• **Task instructions**: What is needed is an exact retyping of the records below, from the first line through the line that contains "work blocks on".

(Data entries)
----
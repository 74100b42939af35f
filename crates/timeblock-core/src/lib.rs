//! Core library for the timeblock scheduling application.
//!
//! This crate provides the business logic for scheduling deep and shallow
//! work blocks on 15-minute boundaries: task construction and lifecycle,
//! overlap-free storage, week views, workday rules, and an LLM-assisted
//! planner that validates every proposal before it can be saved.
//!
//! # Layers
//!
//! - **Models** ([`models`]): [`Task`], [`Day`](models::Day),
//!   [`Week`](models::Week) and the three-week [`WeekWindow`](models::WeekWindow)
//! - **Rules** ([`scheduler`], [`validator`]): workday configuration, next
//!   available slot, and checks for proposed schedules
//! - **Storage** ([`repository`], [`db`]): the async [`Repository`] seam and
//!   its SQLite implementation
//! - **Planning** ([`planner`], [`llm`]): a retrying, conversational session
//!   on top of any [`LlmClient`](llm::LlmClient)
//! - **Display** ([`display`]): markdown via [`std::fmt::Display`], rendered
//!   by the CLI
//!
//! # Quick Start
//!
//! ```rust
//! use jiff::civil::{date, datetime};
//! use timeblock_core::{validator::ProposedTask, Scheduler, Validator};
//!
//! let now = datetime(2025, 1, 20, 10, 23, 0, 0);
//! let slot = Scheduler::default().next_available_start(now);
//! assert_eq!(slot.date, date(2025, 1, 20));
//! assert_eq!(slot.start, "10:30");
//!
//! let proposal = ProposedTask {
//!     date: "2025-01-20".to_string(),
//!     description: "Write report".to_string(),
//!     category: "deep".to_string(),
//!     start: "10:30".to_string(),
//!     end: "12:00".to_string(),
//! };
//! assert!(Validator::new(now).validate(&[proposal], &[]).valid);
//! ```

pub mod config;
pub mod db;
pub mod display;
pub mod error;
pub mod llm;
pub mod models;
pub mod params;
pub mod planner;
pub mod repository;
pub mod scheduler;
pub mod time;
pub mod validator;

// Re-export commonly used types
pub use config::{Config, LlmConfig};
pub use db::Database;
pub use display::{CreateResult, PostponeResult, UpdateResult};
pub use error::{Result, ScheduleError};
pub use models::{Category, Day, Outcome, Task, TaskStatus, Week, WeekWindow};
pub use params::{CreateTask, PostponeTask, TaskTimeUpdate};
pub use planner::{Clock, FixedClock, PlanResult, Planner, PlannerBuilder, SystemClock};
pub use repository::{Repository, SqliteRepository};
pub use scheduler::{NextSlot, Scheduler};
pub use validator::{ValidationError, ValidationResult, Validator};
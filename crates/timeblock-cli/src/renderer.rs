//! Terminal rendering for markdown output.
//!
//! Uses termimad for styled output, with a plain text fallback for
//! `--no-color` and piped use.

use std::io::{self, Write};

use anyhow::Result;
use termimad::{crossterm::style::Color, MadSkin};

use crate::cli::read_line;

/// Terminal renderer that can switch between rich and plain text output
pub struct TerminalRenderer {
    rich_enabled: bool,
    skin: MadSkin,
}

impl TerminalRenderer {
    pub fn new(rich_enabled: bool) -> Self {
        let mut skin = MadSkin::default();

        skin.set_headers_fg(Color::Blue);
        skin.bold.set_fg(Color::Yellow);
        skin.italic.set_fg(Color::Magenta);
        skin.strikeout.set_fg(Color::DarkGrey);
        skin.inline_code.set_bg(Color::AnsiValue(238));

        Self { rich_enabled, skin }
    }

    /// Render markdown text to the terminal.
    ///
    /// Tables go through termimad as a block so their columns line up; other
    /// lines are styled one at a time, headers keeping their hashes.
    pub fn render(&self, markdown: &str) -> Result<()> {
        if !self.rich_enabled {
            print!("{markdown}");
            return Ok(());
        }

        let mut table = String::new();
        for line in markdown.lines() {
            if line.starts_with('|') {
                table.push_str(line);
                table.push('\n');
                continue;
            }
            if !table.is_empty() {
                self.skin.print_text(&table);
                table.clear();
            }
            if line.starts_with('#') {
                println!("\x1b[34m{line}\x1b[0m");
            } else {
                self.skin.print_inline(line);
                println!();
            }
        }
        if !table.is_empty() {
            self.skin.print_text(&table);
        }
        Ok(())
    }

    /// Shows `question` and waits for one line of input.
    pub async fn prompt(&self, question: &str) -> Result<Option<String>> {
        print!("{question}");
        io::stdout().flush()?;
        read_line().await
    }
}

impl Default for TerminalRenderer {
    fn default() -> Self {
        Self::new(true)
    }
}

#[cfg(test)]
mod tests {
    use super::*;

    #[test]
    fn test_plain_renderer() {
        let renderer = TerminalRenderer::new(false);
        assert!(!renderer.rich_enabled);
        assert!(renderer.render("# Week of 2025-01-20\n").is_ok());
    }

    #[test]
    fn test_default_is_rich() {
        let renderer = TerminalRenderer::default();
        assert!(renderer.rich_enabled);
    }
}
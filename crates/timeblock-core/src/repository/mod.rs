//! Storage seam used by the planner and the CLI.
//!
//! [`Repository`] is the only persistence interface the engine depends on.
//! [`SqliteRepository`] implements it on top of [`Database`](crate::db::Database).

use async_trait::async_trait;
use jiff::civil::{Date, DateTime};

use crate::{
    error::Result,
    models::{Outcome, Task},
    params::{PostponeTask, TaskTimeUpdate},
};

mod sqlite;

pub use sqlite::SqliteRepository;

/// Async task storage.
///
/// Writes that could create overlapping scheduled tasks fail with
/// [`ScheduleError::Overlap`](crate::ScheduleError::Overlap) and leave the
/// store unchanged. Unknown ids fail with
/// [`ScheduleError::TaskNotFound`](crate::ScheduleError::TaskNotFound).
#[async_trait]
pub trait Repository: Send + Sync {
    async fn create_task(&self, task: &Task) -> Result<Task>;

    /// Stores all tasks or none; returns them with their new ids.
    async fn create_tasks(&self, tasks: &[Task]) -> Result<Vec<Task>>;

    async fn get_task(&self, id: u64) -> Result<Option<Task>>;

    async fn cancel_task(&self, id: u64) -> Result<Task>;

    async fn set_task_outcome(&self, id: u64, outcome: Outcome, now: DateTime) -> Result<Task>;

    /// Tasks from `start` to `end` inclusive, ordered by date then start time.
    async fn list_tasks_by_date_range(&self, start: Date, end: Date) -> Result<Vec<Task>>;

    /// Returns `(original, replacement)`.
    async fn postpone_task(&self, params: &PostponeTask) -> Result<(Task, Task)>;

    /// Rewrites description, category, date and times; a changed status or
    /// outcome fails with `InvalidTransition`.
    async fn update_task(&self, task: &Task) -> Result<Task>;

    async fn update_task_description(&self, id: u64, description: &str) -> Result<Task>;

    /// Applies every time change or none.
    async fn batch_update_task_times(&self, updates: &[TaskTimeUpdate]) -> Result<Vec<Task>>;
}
----
• **Solution to this problem**:
repository 74100b42939af35f
filename crates/timeblock-core/src/lib.rs
//! Core library for the timeblock scheduling application.
//!
//! This crate provides the business logic for scheduling deep and shallow
//! work blocks on 15-minute boundaries: task construction and lifecycle,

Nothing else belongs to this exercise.